[Records from a data source]
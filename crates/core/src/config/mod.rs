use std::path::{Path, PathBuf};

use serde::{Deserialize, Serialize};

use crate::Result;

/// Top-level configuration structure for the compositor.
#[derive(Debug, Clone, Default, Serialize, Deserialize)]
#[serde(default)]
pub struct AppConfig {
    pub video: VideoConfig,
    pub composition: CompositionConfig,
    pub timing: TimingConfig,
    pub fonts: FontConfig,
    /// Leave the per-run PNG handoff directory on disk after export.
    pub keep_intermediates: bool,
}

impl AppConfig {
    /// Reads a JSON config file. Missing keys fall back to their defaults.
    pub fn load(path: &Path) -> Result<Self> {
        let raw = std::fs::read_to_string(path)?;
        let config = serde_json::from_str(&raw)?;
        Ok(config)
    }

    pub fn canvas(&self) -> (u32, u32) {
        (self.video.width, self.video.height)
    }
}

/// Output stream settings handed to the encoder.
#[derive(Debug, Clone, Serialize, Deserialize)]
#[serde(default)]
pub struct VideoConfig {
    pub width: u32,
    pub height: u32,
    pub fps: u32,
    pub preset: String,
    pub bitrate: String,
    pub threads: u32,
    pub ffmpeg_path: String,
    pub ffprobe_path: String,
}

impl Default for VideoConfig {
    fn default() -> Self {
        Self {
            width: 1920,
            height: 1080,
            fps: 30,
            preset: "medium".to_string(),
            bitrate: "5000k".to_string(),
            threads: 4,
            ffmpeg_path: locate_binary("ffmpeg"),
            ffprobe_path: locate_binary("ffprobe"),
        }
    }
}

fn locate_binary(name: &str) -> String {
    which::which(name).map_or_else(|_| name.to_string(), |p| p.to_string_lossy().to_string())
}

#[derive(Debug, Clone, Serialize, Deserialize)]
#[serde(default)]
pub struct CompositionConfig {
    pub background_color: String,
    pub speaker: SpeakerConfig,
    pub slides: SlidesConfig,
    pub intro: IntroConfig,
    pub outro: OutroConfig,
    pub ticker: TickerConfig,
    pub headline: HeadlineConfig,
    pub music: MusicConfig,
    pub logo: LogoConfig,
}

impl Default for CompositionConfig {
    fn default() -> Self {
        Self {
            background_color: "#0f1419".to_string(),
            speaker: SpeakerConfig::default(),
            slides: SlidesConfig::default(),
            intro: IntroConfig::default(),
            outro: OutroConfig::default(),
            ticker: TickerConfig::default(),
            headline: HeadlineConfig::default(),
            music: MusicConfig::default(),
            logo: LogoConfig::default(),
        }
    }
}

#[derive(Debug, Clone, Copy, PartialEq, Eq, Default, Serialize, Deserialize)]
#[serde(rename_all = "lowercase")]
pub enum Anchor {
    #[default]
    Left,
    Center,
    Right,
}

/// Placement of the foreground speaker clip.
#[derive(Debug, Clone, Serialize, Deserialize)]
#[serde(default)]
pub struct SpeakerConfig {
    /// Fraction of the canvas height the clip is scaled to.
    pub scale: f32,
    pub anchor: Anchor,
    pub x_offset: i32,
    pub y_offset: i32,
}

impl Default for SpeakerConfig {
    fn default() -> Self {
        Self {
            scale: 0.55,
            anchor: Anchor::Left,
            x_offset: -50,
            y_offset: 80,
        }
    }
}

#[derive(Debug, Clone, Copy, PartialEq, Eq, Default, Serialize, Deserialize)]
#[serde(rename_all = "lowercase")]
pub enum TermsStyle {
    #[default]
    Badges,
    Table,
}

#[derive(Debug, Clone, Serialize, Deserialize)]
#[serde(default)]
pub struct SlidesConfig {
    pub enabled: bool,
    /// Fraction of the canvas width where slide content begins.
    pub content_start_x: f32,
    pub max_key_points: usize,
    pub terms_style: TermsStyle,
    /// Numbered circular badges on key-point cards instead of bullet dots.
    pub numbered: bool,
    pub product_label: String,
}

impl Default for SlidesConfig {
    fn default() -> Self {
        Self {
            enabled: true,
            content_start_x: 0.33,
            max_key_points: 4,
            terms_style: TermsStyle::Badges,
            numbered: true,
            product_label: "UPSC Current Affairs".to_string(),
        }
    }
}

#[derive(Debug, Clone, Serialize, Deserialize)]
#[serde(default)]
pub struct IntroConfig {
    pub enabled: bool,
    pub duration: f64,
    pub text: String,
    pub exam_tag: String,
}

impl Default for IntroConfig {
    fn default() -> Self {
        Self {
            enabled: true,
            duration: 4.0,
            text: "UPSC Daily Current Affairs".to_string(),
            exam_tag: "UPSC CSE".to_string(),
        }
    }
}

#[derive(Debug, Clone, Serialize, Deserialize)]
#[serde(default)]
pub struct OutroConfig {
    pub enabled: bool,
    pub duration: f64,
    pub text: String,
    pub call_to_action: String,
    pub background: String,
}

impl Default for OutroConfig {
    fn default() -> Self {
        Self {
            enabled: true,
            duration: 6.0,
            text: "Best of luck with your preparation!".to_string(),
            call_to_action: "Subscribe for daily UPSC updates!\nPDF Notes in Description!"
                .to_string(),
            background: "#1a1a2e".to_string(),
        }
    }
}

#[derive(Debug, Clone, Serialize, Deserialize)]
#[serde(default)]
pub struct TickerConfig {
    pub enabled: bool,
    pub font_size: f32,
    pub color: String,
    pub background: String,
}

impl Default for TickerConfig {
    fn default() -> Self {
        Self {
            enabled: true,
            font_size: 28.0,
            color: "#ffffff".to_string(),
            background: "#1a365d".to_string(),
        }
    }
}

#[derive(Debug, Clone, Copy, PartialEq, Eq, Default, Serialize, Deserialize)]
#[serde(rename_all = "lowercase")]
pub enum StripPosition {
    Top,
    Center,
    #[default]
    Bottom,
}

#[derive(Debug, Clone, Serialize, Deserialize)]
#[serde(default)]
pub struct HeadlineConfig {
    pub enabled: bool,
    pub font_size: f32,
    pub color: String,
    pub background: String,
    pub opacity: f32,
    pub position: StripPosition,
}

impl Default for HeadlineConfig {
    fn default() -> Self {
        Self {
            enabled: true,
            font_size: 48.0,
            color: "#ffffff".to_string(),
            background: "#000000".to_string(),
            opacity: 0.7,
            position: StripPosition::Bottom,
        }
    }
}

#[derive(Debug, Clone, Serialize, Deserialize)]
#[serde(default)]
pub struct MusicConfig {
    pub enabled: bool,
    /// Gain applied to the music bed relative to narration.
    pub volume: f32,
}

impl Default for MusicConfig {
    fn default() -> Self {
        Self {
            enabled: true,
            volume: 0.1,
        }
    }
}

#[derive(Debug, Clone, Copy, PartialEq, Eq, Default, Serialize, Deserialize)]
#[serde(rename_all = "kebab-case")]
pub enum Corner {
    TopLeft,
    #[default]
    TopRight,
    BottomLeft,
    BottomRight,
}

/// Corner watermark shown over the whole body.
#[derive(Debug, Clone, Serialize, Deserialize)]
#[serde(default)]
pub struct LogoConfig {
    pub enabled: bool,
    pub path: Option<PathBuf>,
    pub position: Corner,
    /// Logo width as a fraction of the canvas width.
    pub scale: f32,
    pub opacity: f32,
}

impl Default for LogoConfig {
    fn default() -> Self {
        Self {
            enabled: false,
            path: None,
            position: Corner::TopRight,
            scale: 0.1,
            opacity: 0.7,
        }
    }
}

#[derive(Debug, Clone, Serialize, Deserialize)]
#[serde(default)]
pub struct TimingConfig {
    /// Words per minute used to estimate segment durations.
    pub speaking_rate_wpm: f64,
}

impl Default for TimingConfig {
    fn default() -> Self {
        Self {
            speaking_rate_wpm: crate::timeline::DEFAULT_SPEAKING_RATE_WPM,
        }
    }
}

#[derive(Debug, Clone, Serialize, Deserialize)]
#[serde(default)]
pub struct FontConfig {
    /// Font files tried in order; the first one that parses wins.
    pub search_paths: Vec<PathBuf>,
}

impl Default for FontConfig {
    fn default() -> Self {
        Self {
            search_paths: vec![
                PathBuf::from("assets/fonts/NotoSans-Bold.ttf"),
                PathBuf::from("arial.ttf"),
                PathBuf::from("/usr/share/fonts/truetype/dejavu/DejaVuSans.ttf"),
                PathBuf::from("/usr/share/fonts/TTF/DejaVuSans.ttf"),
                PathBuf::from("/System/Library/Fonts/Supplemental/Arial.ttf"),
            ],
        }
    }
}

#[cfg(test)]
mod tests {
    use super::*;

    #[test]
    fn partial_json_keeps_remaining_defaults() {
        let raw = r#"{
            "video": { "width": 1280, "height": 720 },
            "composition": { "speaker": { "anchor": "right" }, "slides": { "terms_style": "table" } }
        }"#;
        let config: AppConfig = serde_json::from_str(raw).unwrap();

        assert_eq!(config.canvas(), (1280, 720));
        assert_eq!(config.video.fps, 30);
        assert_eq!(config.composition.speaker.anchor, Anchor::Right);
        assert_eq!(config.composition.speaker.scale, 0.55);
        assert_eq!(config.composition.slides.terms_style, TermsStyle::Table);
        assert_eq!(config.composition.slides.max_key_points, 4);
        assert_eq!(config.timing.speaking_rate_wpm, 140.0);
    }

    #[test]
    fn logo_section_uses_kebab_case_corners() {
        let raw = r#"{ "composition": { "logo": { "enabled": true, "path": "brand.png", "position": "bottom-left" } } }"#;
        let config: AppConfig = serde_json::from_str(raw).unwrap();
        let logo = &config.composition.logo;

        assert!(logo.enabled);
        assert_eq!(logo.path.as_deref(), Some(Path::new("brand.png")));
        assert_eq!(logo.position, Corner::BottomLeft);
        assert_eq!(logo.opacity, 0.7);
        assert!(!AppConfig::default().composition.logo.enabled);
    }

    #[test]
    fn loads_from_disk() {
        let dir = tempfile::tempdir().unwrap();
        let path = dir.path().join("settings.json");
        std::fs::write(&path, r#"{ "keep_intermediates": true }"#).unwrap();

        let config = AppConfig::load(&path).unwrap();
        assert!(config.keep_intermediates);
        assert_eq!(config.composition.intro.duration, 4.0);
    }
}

About this task: Find each line in the records above that contains "settings", and copy it.

Final answer:
/// Output stream settings handed to the encoder.
        let path = dir.path().join("settings.json");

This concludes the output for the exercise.